(Entries taken from a collection)
———
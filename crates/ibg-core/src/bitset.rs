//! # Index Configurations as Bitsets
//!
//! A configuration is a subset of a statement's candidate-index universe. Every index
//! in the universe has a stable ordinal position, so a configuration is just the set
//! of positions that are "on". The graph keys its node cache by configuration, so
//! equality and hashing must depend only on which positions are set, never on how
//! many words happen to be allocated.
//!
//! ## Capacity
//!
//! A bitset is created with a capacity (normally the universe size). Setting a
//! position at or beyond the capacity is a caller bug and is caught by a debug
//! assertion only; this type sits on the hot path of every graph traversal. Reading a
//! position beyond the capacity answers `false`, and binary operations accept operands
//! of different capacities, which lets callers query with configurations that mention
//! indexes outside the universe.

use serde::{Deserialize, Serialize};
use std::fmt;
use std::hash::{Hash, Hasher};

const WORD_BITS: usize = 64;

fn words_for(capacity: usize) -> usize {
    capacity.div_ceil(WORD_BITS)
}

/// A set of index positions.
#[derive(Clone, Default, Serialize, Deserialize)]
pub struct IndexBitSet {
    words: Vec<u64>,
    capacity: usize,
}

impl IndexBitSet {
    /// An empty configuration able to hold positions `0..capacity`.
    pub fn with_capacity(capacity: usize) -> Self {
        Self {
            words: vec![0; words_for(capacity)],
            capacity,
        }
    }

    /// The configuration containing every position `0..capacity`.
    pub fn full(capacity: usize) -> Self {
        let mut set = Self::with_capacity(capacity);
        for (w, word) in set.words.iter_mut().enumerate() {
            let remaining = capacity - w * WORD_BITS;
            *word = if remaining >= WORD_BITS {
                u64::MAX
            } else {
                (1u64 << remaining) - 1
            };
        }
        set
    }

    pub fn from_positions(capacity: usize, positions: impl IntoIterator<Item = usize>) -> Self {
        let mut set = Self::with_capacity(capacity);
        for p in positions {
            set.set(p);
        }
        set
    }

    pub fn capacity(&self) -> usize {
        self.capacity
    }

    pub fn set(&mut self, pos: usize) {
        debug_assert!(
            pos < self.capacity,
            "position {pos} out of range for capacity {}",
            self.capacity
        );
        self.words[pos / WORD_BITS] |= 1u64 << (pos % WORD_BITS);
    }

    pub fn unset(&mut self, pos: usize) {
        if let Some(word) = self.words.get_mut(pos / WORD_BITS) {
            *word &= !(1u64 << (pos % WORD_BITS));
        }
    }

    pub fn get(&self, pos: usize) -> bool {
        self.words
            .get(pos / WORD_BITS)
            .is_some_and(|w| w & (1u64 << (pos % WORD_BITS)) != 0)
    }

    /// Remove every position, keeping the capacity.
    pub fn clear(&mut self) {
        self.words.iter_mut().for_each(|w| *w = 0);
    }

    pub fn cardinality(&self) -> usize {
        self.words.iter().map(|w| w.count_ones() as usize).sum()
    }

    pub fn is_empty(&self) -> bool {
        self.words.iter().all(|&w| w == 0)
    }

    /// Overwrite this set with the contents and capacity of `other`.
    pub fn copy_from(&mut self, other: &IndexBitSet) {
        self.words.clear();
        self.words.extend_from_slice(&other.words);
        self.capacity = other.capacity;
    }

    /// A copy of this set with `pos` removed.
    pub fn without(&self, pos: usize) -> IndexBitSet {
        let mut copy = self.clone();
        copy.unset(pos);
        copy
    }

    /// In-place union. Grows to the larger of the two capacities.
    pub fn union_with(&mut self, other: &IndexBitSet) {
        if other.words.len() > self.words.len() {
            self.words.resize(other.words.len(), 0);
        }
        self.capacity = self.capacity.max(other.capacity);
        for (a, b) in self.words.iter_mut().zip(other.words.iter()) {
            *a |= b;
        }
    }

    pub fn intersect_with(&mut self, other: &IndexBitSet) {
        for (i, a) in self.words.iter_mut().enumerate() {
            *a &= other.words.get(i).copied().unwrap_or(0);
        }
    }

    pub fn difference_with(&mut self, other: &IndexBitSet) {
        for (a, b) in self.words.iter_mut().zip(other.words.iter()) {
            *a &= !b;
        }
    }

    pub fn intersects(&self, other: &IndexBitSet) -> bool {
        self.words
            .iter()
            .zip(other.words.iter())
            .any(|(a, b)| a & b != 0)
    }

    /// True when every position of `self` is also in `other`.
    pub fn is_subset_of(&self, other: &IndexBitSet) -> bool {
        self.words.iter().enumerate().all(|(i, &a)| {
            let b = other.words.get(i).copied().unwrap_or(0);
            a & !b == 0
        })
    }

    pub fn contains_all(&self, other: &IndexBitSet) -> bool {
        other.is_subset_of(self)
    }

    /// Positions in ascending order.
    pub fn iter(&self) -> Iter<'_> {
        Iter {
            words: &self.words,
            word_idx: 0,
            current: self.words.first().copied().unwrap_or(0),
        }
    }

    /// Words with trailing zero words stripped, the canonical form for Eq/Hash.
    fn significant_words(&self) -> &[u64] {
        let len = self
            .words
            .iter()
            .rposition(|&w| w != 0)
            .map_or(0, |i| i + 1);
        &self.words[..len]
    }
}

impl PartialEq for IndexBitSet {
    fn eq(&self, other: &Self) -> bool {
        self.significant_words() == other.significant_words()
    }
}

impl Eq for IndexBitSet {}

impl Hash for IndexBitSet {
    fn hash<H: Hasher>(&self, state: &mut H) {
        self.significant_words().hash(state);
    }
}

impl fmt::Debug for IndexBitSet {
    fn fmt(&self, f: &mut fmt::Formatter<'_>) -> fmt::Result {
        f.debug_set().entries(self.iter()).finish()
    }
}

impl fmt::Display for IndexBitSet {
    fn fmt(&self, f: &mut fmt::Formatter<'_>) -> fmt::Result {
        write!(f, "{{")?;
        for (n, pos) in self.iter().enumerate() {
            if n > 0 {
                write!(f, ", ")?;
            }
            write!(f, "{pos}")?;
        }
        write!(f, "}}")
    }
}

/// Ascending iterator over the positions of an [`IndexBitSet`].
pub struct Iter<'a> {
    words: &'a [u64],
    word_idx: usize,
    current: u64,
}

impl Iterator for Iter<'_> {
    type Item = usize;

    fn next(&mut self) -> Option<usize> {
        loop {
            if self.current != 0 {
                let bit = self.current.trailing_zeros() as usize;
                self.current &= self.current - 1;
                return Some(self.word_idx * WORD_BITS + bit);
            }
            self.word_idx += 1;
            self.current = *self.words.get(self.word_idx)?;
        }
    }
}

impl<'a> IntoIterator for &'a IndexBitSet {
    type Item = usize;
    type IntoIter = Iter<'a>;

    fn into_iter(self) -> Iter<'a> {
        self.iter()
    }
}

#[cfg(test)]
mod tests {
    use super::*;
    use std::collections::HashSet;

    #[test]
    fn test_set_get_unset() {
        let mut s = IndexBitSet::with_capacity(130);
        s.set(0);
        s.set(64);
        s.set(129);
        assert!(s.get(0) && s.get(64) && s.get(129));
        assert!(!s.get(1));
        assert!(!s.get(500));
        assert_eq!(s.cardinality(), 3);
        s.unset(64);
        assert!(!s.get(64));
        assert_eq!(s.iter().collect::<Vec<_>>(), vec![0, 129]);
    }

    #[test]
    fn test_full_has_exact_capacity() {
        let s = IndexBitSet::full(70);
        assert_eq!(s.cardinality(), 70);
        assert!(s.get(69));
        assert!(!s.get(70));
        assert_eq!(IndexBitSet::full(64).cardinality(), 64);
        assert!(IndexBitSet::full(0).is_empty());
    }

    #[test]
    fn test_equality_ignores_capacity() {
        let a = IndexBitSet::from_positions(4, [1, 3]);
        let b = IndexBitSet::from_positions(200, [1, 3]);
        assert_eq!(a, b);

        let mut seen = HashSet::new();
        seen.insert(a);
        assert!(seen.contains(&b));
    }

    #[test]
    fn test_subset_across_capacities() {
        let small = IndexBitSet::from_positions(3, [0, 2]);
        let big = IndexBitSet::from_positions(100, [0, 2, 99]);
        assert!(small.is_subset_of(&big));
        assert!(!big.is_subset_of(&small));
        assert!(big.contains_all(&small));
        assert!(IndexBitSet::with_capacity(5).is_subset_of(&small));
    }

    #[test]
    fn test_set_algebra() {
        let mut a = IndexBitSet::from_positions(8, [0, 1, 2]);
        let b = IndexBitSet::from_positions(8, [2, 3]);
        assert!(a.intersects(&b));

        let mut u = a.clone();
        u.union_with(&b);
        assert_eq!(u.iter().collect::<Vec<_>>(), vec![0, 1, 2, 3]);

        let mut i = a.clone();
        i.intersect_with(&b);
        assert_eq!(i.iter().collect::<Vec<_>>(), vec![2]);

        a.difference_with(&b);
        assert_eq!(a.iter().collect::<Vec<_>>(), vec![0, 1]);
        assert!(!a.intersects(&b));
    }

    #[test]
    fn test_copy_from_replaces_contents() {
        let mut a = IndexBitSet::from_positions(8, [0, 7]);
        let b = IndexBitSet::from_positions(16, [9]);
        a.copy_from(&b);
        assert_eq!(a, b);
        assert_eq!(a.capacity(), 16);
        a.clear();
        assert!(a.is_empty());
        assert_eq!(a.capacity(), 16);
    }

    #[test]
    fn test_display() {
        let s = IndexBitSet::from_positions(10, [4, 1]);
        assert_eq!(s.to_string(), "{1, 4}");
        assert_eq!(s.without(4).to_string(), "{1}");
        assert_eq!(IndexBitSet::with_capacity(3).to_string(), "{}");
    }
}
———
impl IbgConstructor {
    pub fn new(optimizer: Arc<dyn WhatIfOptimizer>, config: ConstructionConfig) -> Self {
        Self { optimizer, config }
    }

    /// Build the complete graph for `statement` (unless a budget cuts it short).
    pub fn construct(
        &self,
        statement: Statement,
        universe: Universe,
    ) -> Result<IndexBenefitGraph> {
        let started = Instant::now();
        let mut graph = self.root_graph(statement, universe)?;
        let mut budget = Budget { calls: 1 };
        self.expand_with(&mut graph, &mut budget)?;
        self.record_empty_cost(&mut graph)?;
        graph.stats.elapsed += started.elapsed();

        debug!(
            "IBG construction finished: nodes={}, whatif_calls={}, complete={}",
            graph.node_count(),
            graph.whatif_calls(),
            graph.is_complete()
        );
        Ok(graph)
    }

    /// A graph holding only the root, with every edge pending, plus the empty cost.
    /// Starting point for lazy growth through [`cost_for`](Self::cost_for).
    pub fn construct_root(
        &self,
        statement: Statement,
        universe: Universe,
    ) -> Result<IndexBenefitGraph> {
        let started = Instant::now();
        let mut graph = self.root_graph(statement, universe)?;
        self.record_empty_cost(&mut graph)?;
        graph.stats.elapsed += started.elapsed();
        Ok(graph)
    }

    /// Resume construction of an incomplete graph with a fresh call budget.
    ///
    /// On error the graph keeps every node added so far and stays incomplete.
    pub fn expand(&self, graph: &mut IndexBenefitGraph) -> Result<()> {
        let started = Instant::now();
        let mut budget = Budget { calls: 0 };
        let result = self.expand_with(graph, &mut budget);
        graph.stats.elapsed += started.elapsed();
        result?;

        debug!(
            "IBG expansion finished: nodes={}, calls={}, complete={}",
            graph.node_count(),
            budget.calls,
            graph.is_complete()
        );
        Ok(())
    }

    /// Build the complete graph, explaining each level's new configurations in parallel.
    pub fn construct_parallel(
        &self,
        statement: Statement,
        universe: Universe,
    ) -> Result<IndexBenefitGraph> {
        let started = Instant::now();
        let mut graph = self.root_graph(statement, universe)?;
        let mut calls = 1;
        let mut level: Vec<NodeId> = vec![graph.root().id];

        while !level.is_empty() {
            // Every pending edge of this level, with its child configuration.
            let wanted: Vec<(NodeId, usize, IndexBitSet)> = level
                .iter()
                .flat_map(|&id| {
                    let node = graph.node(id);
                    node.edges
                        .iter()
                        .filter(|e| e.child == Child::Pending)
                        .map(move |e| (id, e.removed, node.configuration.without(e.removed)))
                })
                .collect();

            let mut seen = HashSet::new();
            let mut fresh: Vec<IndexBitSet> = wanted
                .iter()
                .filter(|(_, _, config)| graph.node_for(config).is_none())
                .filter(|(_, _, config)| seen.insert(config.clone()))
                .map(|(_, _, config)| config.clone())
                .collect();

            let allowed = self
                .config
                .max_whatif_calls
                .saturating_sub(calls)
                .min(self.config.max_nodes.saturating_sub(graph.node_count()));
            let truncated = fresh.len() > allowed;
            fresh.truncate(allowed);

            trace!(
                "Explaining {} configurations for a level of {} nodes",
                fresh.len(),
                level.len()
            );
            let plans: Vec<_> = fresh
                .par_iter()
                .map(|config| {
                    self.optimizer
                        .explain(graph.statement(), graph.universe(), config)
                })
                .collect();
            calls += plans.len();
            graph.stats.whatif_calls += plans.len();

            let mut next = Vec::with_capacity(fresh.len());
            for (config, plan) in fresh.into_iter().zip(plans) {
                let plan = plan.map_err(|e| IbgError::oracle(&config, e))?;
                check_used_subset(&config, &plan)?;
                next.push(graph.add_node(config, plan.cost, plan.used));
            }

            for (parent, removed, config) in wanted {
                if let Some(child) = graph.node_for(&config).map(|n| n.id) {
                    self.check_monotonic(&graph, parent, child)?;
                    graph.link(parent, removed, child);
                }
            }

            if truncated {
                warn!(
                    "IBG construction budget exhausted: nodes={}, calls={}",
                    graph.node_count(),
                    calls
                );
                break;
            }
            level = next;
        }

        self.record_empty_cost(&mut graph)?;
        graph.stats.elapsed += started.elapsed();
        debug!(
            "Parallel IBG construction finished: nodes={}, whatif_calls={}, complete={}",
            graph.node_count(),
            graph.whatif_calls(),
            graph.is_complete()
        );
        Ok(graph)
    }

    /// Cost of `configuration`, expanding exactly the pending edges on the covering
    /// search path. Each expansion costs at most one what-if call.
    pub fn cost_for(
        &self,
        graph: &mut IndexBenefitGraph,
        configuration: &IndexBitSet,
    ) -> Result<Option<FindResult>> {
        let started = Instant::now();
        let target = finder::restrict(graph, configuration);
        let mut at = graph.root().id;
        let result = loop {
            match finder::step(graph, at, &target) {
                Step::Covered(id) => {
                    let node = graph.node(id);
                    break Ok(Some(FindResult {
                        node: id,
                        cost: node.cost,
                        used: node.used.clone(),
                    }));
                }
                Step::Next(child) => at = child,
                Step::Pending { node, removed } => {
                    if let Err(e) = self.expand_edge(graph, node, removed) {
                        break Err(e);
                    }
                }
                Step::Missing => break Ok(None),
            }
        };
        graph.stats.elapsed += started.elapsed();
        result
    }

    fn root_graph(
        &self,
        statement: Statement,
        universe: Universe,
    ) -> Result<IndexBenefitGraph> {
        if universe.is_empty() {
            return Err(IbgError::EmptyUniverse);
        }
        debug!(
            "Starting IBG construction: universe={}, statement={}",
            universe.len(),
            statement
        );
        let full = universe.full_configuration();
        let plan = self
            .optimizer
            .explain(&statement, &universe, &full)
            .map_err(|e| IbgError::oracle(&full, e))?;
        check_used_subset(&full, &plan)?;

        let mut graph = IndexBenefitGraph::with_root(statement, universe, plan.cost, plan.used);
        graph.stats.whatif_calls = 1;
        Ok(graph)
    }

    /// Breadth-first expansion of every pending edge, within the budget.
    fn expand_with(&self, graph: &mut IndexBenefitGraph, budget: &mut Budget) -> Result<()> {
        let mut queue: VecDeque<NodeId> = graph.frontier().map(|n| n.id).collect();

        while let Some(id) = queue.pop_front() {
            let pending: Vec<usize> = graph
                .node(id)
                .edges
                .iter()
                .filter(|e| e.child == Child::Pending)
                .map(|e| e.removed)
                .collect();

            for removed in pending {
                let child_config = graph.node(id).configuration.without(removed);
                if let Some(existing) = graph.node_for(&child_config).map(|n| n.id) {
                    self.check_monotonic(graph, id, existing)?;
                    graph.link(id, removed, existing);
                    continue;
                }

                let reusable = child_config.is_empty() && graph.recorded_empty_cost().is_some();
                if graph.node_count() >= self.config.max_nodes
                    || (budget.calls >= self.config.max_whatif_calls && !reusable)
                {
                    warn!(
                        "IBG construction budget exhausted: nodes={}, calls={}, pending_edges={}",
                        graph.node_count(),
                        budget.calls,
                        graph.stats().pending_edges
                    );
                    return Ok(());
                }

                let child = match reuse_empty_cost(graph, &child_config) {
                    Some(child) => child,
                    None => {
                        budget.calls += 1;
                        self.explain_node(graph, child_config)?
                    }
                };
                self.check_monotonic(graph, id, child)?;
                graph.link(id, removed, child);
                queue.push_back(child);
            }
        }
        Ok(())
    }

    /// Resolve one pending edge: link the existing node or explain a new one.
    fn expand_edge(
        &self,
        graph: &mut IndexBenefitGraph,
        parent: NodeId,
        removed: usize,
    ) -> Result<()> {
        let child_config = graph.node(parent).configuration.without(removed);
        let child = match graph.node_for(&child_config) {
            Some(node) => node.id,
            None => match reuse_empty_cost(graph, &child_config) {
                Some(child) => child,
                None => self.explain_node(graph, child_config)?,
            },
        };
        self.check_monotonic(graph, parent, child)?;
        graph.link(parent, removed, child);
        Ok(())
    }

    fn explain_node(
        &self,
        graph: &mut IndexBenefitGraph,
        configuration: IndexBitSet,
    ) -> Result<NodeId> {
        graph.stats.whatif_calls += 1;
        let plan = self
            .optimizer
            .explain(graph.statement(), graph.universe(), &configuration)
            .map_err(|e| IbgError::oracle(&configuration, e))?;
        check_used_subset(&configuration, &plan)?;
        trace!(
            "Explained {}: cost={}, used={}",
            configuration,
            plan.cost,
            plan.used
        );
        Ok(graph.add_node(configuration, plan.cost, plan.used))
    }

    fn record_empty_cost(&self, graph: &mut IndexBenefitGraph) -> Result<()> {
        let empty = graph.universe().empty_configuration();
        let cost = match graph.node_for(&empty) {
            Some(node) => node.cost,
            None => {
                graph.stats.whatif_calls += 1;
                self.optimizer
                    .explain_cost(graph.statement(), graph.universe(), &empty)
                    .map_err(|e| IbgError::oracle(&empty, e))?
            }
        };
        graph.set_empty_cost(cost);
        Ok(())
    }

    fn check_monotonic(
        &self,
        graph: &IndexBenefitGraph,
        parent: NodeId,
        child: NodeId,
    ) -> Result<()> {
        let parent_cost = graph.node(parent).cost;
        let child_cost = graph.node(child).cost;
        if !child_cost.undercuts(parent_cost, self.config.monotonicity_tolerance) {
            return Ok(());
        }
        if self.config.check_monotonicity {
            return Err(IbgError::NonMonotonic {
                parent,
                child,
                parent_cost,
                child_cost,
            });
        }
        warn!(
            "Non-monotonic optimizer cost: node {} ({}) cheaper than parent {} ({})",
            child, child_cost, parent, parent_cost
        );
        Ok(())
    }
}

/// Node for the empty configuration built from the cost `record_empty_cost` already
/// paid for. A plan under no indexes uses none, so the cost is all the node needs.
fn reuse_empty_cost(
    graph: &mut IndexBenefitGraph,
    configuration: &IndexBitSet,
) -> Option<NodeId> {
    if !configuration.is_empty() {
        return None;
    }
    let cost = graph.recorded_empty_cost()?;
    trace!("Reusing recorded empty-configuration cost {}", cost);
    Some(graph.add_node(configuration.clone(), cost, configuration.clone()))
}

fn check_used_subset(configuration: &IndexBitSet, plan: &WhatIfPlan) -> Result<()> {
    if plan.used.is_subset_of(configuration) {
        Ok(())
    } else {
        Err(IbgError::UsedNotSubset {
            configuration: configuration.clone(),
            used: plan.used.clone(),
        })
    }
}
———
Work item
Gather all lines with the string "this" from the data.

Exercise answer
//! assertion only; this type sits on the hot path of every graph traversal. Reading a
    /// Overwrite this set with the contents and capacity of `other`.
    /// A copy of this set with `pos` removed.
            // Every pending edge of this level, with its child configuration.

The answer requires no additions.